Biff Rambles On About … Being All-Ears in Kansas, Excelling At Corruption, and the Art of Teletype Repair

Biff Hiking #4

 

It is Wednesday, and we all know what that means.

If the week were a coast-to-coast car trip, Wednesday is Kansas.  Mile after mile of flatness and corn.  We are too far from where we began to turn around.  We are not close enough to our destination to be buoyed by anticipation and excitement.

The best we can do is stare out the window at another mile of corn and hope that a silo or a cow will break up the monotony.

[I apologize to any Kansans for the previous metaphor.  You have a lovely state, but you cannot deny its flatness.  Or its corn.]

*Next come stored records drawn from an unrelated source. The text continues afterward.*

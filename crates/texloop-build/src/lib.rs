//! # TexLoop Build
//!
//! The rerun loop around a batch-mode TeX engine: invoke the engine, parse
//! the log it leaves behind, and repeat until the log stops asking for
//! another pass, an error halts the loop, or the attempt budget runs out.
//!
//! The engine sits behind the [`Engine`] trait so the loop can be exercised
//! against scripted engines in tests; [`TexEngine`] is the real
//! pdflatex/xelatex invocation. Auxiliary outputs (PDF, SyncTeX) are moved
//! back next to the source after every parsed run.
//!
//! ```no_run
//! use texloop_build::{Runner, RunnerConfig};
//! use std::path::Path;
//!
//! let runner = Runner::new(RunnerConfig::default());
//! let outcome = runner.compile(Path::new("thesis.tex"))?;
//! if let Some(report) = outcome.report() {
//!     for line in texloop_log::render(report) {
//!         println!("{}", line.text);
//!     }
//! }
//! # Ok::<(), texloop_build::JobError>(())
//! ```

pub mod artifacts;
pub mod engine;
pub mod paths;
pub mod runner;

pub use engine::{Engine, EngineError, EngineKind, TexEngine};
pub use paths::{JobError, JobPaths};
pub use runner::{RunOutcome, Runner, RunnerConfig};
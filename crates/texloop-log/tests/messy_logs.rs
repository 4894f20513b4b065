use texloop_log::LogParser;

#[test]
fn realistic_article_run() {
    let input = include_str!("fixtures/article_run.log");
    let report = LogParser::new().parse(input).unwrap();

    assert!(!report.has_errors());
    assert!(report.rerun_needed);

    // Citation complaint, "There were undefined references", and the
    // label-change notice all land in the reference category.
    assert_eq!(report.references.len(), 3);
    assert_eq!(report.references[0].line, Some(8));

    // The hyperref token warning is suppressed; only the font warning stays.
    assert_eq!(report.warnings.len(), 1);
    assert!(report.warnings[0].text.contains("Font shape"));
    assert_eq!(report.warnings[0].line, Some(9));

    assert_eq!(report.bad_boxes.len(), 2);
    assert_eq!(report.bad_boxes[0].page, None);
    assert!(report.bad_boxes[0].text.starts_with("Overfull \\hbox"));
    assert_eq!(report.bad_boxes[1].page, Some(1));
}

#[test]
fn engine_banner_parens_do_not_confuse_the_stack() {
    let input = "This is pdfTeX (TeX Live 2022) (preloaded format=pdflatex)\n\
        (./main.tex\n\
        ! Oops.\n\
        l.2 \\x\n";
    let report = LogParser::new().parse(input).unwrap();
    assert_eq!(report.errors.len(), 1);
    assert_eq!(report.errors[0].source_file.as_deref(), Some("./main.tex"));
}

#[test]
fn error_inside_nested_include() {
    let input = "(./main.tex (./front/titlepage.tex)\n\
        (./chapters/ch01.tex\n\
        ! Undefined control sequence.\n\
        l.77 \\wat\n\
        )\n\
        )\n";
    let report = LogParser::new().parse(input).unwrap();
    assert_eq!(report.errors.len(), 1);
    assert_eq!(
        report.errors[0].source_file.as_deref(),
        Some("./chapters/ch01.tex")
    );
    assert_eq!(report.errors[0].line, Some(77));
}
// src/cli.rs
// =============================================================================
// This file defines our command-line interface using the `clap` crate.
//
// The CLI is deliberately flat: one positional seed URL plus a handful of
// knobs for politeness, output locations and reporting. The raw arguments are
// turned into a validated `HarvestConfig` (see config.rs) before any request
// is made, so a bad seed URL fails fast.
// =============================================================================

use std::path::PathBuf;

use clap::Parser;

#[derive(Parser, Debug)]
#[command(
    name = "site-harvester",
    version,
    about = "Crawl one website, collect every linked file and pack them into a ZIP archive",
    long_about = "site-harvester walks every page reachable from a seed URL without leaving its origin. \
                  Anything that is not an HTML page is collected, downloaded and bundled into a single ZIP file."
)]
pub struct Cli {
    /// URL to start crawling from (e.g., https://example.com/docs/)
    pub seed_url: String,

    /// Restrict the crawl to this origin instead of the seed URL's scheme and host
    ///
    /// Example: --origin https://example.com
    #[arg(long)]
    pub origin: Option<String>,

    /// Pause before every request, in milliseconds
    #[arg(long, default_value_t = 4000)]
    pub delay_ms: u64,

    /// Per-request timeout, in seconds
    #[arg(long, default_value_t = 10)]
    pub timeout_secs: u64,

    /// Maximum number of link hops from the seed (unbounded when omitted)
    ///
    /// Depth 0 = just the seed URL
    /// Depth 1 = the seed plus everything it links to
    #[arg(long)]
    pub max_depth: Option<usize>,

    /// Directory where files are staged before archiving
    #[arg(long, default_value = "crawled_files")]
    pub staging_dir: PathBuf,

    /// Path of the ZIP archive to produce
    #[arg(long, short, default_value = "crawled_files.zip")]
    pub output: PathBuf,

    /// How many collected files to download at once
    #[arg(long, default_value_t = 1, value_parser = clap::value_parser!(u16).range(1..))]
    pub download_jobs: u16,

    /// User-Agent header sent with every request
    #[arg(long)]
    pub user_agent: Option<String>,

    /// Print the run summary as JSON instead of a table
    #[arg(long)]
    pub json: bool,

    /// Show debug-level log output
    #[arg(long, short)]
    pub verbose: bool,
}
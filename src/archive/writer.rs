// src/archive/writer.rs
// =============================================================================
// Packing staged files into the final ZIP.
//
// The archive is only opened once we know at least one staged file is on
// disk, so a run where every download failed leaves no empty ZIP behind.
// Staged files are deleted only once the archive is finished; if writing
// fails, the partial ZIP goes and every staged file stays.
// =============================================================================

use std::fs::File;
use std::io::Write;
use std::path::{Path, PathBuf};

use tracing::{info, warn};
use zip::result::ZipError;
use zip::write::SimpleFileOptions;
use zip::{CompressionMethod, ZipWriter};

use crate::crawl::CollectedFile;
use crate::error::{HarvestError, Result};

#[derive(Debug, Clone)]
pub struct ArchiveReport {
    pub path: PathBuf,
    /// Entry names, in the order they were written
    pub entries: Vec<String>,
}

/// Writes every staged file into `output`; None when there was nothing to pack
pub fn write_archive(files: &[CollectedFile], output: &Path) -> Result<Option<ArchiveReport>> {
    let mut staged = Vec::new();
    for file in files {
        match &file.local_path {
            Some(path) if path.is_file() => staged.push(path.as_path()),
            Some(path) => warn!("Warning: File not found, skipping: {}", path.display()),
            None => warn!("Warning: {} was not downloaded, skipping", file.source_url),
        }
    }

    if staged.is_empty() {
        return Ok(None);
    }

    match pack(&staged, output) {
        Ok(entries) if entries.is_empty() => {
            // Every staged file vanished between the check and the read
            remove_partial(output);
            Ok(None)
        }
        Ok(entries) => {
            info!("ZIP file created: {} ({} files)", output.display(), entries.len());
            Ok(Some(ArchiveReport {
                path: output.to_path_buf(),
                entries,
            }))
        }
        Err(e) => {
            remove_partial(output);
            Err(e)
        }
    }
}

fn pack(staged: &[&Path], output: &Path) -> Result<Vec<String>> {
    let archive_err = |source: ZipError| HarvestError::Archive {
        path: output.to_path_buf(),
        source,
    };

    let file = File::create(output).map_err(|e| HarvestError::fs(output, e))?;
    let mut zip = ZipWriter::new(file);
    let options = SimpleFileOptions::default().compression_method(CompressionMethod::Deflated);

    let mut entries = Vec::new();
    let mut packed = Vec::new();
    for path in staged {
        let bytes = match std::fs::read(path) {
            Ok(bytes) => bytes,
            Err(e) => {
                warn!("{}", HarvestError::fs(*path, e));
                continue;
            }
        };

        let name = match path.file_name() {
            Some(name) => name.to_string_lossy().into_owned(),
            None => continue,
        };

        zip.start_file(name.clone(), options).map_err(archive_err)?;
        zip.write_all(&bytes)
            .map_err(|e| archive_err(ZipError::from(e)))?;

        entries.push(name);
        packed.push(*path);
    }

    zip.finish().map_err(archive_err)?;

    for path in packed {
        if let Err(e) = std::fs::remove_file(path) {
            warn!("{}", HarvestError::fs(path, e));
        }
    }
    Ok(entries)
}

fn remove_partial(output: &Path) {
    if output.exists() {
        if let Err(e) = std::fs::remove_file(output) {
            warn!("{}", HarvestError::fs(output, e));
        }
    }
}

#[cfg(test)]
mod tests {
    use super::*;
    use std::io::Read;
    use url::Url;

    fn staged_file(dir: &Path, name: &str, body: &[u8]) -> CollectedFile {
        let path = dir.join(name);
        std::fs::write(&path, body).unwrap();
        let url = Url::parse(&format!("http://x.test/{}", name)).unwrap();
        let mut file = CollectedFile::new(url, name.to_string());
        file.local_path = Some(path);
        file
    }

    #[test]
    fn test_archive_contains_files_and_staging_is_cleaned() {
        let dir = tempfile::tempdir().unwrap();
        let output = dir.path().join("out.zip");
        let files = vec![
            staged_file(dir.path(), "report.pdf", b"%PDF-1.7"),
            staged_file(dir.path(), "notes.txt", b"hello"),
        ];

        let report = write_archive(&files, &output).unwrap().unwrap();
        assert_eq!(report.entries, vec!["report.pdf", "notes.txt"]);

        let mut archive = zip::ZipArchive::new(File::open(&output).unwrap()).unwrap();
        assert_eq!(archive.len(), 2);
        let mut content = String::new();
        archive.by_name("notes.txt").unwrap().read_to_string(&mut content).unwrap();
        assert_eq!(content, "hello");

        assert!(!dir.path().join("report.pdf").exists());
        assert!(!dir.path().join("notes.txt").exists());
    }

    #[test]
    fn test_missing_local_paths_are_skipped() {
        let dir = tempfile::tempdir().unwrap();
        let output = dir.path().join("out.zip");

        let gone = staged_file(dir.path(), "gone.bin", b"x");
        std::fs::remove_file(gone.local_path.as_ref().unwrap()).unwrap();
        let never = CollectedFile::new(Url::parse("http://x.test/never").unwrap(), "never".into());
        let kept = staged_file(dir.path(), "kept.txt", b"kept");

        let report = write_archive(&[gone, never, kept], &output).unwrap().unwrap();
        assert_eq!(report.entries, vec!["kept.txt"]);
    }

    #[test]
    fn test_no_staged_files_means_no_archive() {
        let dir = tempfile::tempdir().unwrap();
        let output = dir.path().join("out.zip");
        let never = CollectedFile::new(Url::parse("http://x.test/never").unwrap(), "never".into());

        assert!(write_archive(&[never], &output).unwrap().is_none());
        assert!(!output.exists());
    }

    #[test]
    fn test_failed_archive_keeps_staged_files() {
        let dir = tempfile::tempdir().unwrap();
        // The output's parent is a regular file, so the ZIP cannot be created
        let blocker = dir.path().join("not-a-dir");
        std::fs::write(&blocker, b"").unwrap();
        let output = blocker.join("out.zip");
        let files = vec![
            staged_file(dir.path(), "report.pdf", b"%PDF-1.7"),
            staged_file(dir.path(), "notes.txt", b"hello"),
        ];

        let err = write_archive(&files, &output).unwrap_err();

        assert!(matches!(err, HarvestError::FileSystem { .. }));
        assert!(dir.path().join("report.pdf").exists());
        assert!(dir.path().join("notes.txt").exists());
        assert!(!output.exists());
    }
}
// src/config.rs
// =============================================================================
// Validated run configuration.
//
// `Cli` holds whatever the user typed; `HarvestConfig` holds what we are
// actually going to do. Converting one into the other is where invalid seed
// URLs and origins are caught, which is the only fatal error class of a run.
// =============================================================================

use std::path::PathBuf;
use std::time::Duration;

use url::Url;

use crate::cli::Cli;
use crate::crawl::Origin;
use crate::error::{HarvestError, Result};

#[derive(Debug, Clone)]
pub struct HarvestConfig {
    pub seed: Url,
    pub origin: Origin,
    pub delay: Duration,
    pub timeout: Duration,
    pub max_depth: Option<usize>,
    pub staging_dir: PathBuf,
    pub output: PathBuf,
    pub download_jobs: usize,
    pub user_agent: String,
}

impl HarvestConfig {
    pub fn from_cli(cli: &Cli) -> Result<Self> {
        let seed = parse_http_url(&cli.seed_url)?;

        // The origin override only contributes its scheme and host
        let origin = match &cli.origin {
            Some(raw) => Origin::from_url(&parse_http_url(raw)?)?,
            None => Origin::from_url(&seed)?,
        };

        let user_agent = cli
            .user_agent
            .clone()
            .unwrap_or_else(|| format!("site-harvester/{}", env!("CARGO_PKG_VERSION")));

        Ok(Self {
            seed,
            origin,
            delay: Duration::from_millis(cli.delay_ms),
            timeout: Duration::from_secs(cli.timeout_secs),
            max_depth: cli.max_depth,
            staging_dir: cli.staging_dir.clone(),
            output: cli.output.clone(),
            download_jobs: usize::from(cli.download_jobs.max(1)),
            user_agent,
        })
    }
}

/// Parses an absolute http(s) URL, rejecting anything else as a config error
pub fn parse_http_url(raw: &str) -> Result<Url> {
    let url = Url::parse(raw.trim())
        .map_err(|e| HarvestError::Config(format!("invalid URL '{}': {}", raw, e)))?;

    if url.scheme() != "http" && url.scheme() != "https" {
        return Err(HarvestError::Config(format!(
            "unsupported scheme '{}' in '{}' (expected http or https)",
            url.scheme(),
            raw
        )));
    }

    if url.host_str().is_none() {
        return Err(HarvestError::Config(format!("URL has no host: {}", raw)));
    }

    Ok(url)
}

The only silo that broke up my monotony today was the corruption of an Excel spreadsheet I’d been working on for several days.  It was a thing of beauty.  (The spreadsheet, not the corruption.)  It had pivot tables galore.  It had links and SUMIF statements and VLOOKUPs and HLOOKUPs and IF THEN statements.  A simple change on the admin page would ripple through a dozen worksheets and automatically update tables and graphs and outputs.

Then, this morning, just as I had put in my last change and closed the file, Excel decided it did not like what I had done and corrupted it.  It asked me if I wanted to recover it and I clicked the “hell yeah!” button vehemently.  But what it recovered was but a shadow of what I’d created.  It replaced all of my beautiful formulas and pivot tables with their resultant values.  It was no longer dynamic.  It was static.

So … yeah … I got to clean up THAT gargantuan mess.

Thank you, Excel, for giving me opportunities to excel.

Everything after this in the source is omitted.